The reason that I'd like to accomplish this in stages is because I do not have nat gas to my house. I'm about 700 feet from the gas main at the street and I was quoted $3,500 from the gas company just to run the line to a meter outside my house. Add that on to the cost of a new boiler, installation and gas piping inside the house and that's quite a bill. Since I have a working boiler right now I'd like to get the house ready for the day when the gas and boiler replacement come. I recently redid the domestic water plumbing in the house after moving the kitchen and adding a bathroom in the basement. I used Uponor's ProPex for that so I'd like to do the same with the heating. I would pipe all of the near-boiler stuff with copper to an Uponor manifold and then hePex everywhere else.

So for phase one I'm planning on installing all of the panel radiators in a two pipe system and redoing the near-boiler piping. I'd size the panel radiators for 160F or 140F entering water in anticipation of the future condensing boiler. I'll use a Tekmar 260 controller with a DHW circ pump for DHW priority and a Taco Viridian delta P circulator for the two panel radiator zones. If I tap the DHW hot water inlet piping off before the Viridian circulator I believe I can use the Tekmar 260 to send 180 to the DHW when under priority and 140 or 160 to the radiant panels. I would like to use an Uponor 2-zone EP radiant manifold for the panel radiator loops. This is where I'd switch to pex. I'd use thermostats and Uponor manifold actuators to close the supply to the zones and provide scheduled setback.

One thing I'm not sure of is the allowable return water temperature on my Buderus G115. I thought I had read that these boilers can handle a lower return water temperature, but I don't have a manual that gives any actual numbers.

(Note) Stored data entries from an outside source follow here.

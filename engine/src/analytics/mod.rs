// Dashboard aggregations over a filtered record set.
pub mod kpi;
pub mod monthly;
pub mod regions;
pub mod status_distribution;
pub mod top_products;

pub use kpi::KpiAggregator;
pub use monthly::MonthlySeries;
pub use regions::RegionRanking;
pub use status_distribution::StatusDistribution;
pub use top_products::TopProducts;

use crate::filter::FilterScope;
use shared::models::{FilterSpec, Record};
use std::borrow::Cow;

pub const NO_REGION: &str = "Sin región";
pub const NO_SUB_REGION: &str = "Sin comuna";
pub const NO_SKU: &str = "Sin SKU";
pub const NO_TITLE: &str = "Sin título";

// Common trait for all dashboard views
pub trait Aggregator: Send + Sync {
    type Output;

    fn name(&self) -> &str;
    fn scope(&self) -> FilterScope;
    /// Filters `records` with `filter` under this aggregator's scope and
    /// derives the view. Never mutates its input.
    fn aggregate(&self, records: &[Record], filter: &FilterSpec) -> Self::Output;
}

pub(crate) fn or_placeholder(value: Cow<'_, str>, placeholder: &str) -> String {
    if value.trim().is_empty() {
        placeholder.to_string()
    } else {
        value.into_owned()
    }
}

#[cfg(test)]
pub(crate) mod test_support {
    use crate::config::ColumnNames;
    use crate::data::SalesFileParser;
    use shared::models::Record;

    pub const HEADER: &str = "Fecha de venta;Estado;Estado;Comuna;Total (CLP);SKU;Título de la publicación;Unidades";

    /// Parses body rows written under the default export header.
    pub fn records(rows: &[&str]) -> Vec<Record> {
        let mut text = HEADER.to_string();
        for row in rows {
            text.push('\n');
            text.push_str(row);
        }
        SalesFileParser::parse_delimited(&text, &ColumnNames::default())
    }
}
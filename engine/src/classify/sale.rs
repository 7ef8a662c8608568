// Revenue eligibility and the KPI problem counters.
//
// These rules overlap with the status categories but are deliberately kept
// separate: "En camino" counts as a sale without being a delivered status.
use super::{any_matches, normalize_status, KeywordRule};

use super::KeywordRule::{Contains, Exact};

const VALID_SALE: &[KeywordRule] = &[
    Exact("entregado"),
    Exact("venta concretada"),
    Contains("acuerda"),
    Contains("etiqueta"),
    Contains("punto de retiro"),
    Contains("venta entregada"),
    Contains("paquete de"),
    Contains("en camino"),
];

const CANCELLED: &[KeywordRule] = &[Contains("cancel")];

const PROBLEMATIC: &[KeywordRule] = &[
    Contains("demora"),
    Contains("reputacion"),
    Contains("afecta"),
    Contains("reembolso"),
    Contains("devuelto"),
    Contains("devol"),
    Contains("no entregado"),
    Contains("devu"),
];

#[derive(Debug, Clone, Copy, Default)]
pub struct SaleClassifier;

impl SaleClassifier {
    /// Whether the order counts toward revenue and rankings.
    pub fn is_valid_sale(&self, status: &str) -> bool {
        any_matches(VALID_SALE, &normalize_status(status))
    }

    pub fn is_cancelled(&self, status: &str) -> bool {
        any_matches(CANCELLED, &normalize_status(status))
    }

    /// Delayed, returned, refunded or undelivered orders.
    pub fn is_problematic(&self, status: &str) -> bool {
        any_matches(PROBLEMATIC, &normalize_status(status))
    }
}

#[cfg(test)]
mod tests {
    use super::*;
    use crate::classify::StatusClassifier;
    use shared::models::StatusCategory;

    #[test]
    fn test_valid_sales() {
        let sales = SaleClassifier;
        assert!(sales.is_valid_sale("Entregado"));
        assert!(sales.is_valid_sale(" venta concretada "));
        assert!(sales.is_valid_sale("Acuerda la entrega con tu comprador"));
        assert!(sales.is_valid_sale("Etiqueta lista para imprimir"));
        assert!(sales.is_valid_sale("Paquete de 2 productos"));
        assert!(sales.is_valid_sale("En camino"));
    }

    #[test]
    fn test_exact_rules_do_not_match_longer_text() {
        let sales = SaleClassifier;
        assert!(!sales.is_valid_sale("No entregado"));
        assert!(!sales.is_valid_sale("Entregado y devuelto"));
        assert!(!sales.is_valid_sale("Cancelada"));
        assert!(!sales.is_valid_sale(""));
    }

    #[test]
    fn test_cancelled_and_problematic() {
        let sales = SaleClassifier;
        assert!(sales.is_cancelled("Cancelaste la venta"));
        assert!(sales.is_cancelled("cancelada"));
        assert!(!sales.is_cancelled("Entregado"));
        assert!(sales.is_problematic("Con demora"));
        assert!(sales.is_problematic("Devolución en camino"));
        assert!(sales.is_problematic("No entregado"));
        assert!(!sales.is_problematic("Entregado"));
    }

    #[test]
    fn test_sale_and_status_rules_can_disagree() {
        assert!(SaleClassifier.is_valid_sale("En camino"));
        assert_eq!(StatusClassifier.classify("En camino"), StatusCategory::Other);
    }
}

What am I missing with this? Does my plan have a lot of holes in it? I'd really like to hear any input or suggestions you might have!

Comments

  • STEVEusaPA
    STEVEusaPA Member Posts: 6,506
    You could just pipe in a bypass with a thermostatic mixing valve. But you're boiler will probably now short cycle.
    Something like this:
    http://www.caleffi.com/usa/en-us/catalogue/thermoprotectm-thermostatic-mixing-valve-high-flow-sweat-280965a
    Or even a 4 way valve.
    I think you're supply temps for panel rads may be too high, but your room by room heat loss will tell you what size.
    steve
  • EBEBRATT-Ed
    EBEBRATT-Ed Member Posts: 15,517
    Your plan makes perfect sense to me. If the calculations show that your anticipated return water temperature is too low as @STEVEusaPA stated you can easily use a mixing valve. This will allow you to run the boiler at a warmer temperature than the your new radiation until the new boiler is installed
  • elrefresco
    elrefresco Member Posts: 2
    Thanks for the replies. Would something like the attached schematic work? This uses (2) 3-way thermostatic mixing valves. This seems like a simple way to protect the boiler and provide something like 140 (or even 120?) to the radiant panels.
  • EBEBRATT-Ed
    EBEBRATT-Ed Member Posts: 15,517
    That's fine
  • HVACNUT
    HVACNUT Member Posts: 5,829
    I wouldn't spend $3,500 for a Nat. gas line. Think about LP? Also the G115 is able to handle low return temps with its 1" return entering the bottom of the boiler, and it's specified in their literature. You can download manuals at Buderususa.com.
    What is your current aquastat? The Buderus 2107 Logamatic has the capabilities to do everything you mentioned. I'm partial to oil for some dumb reason.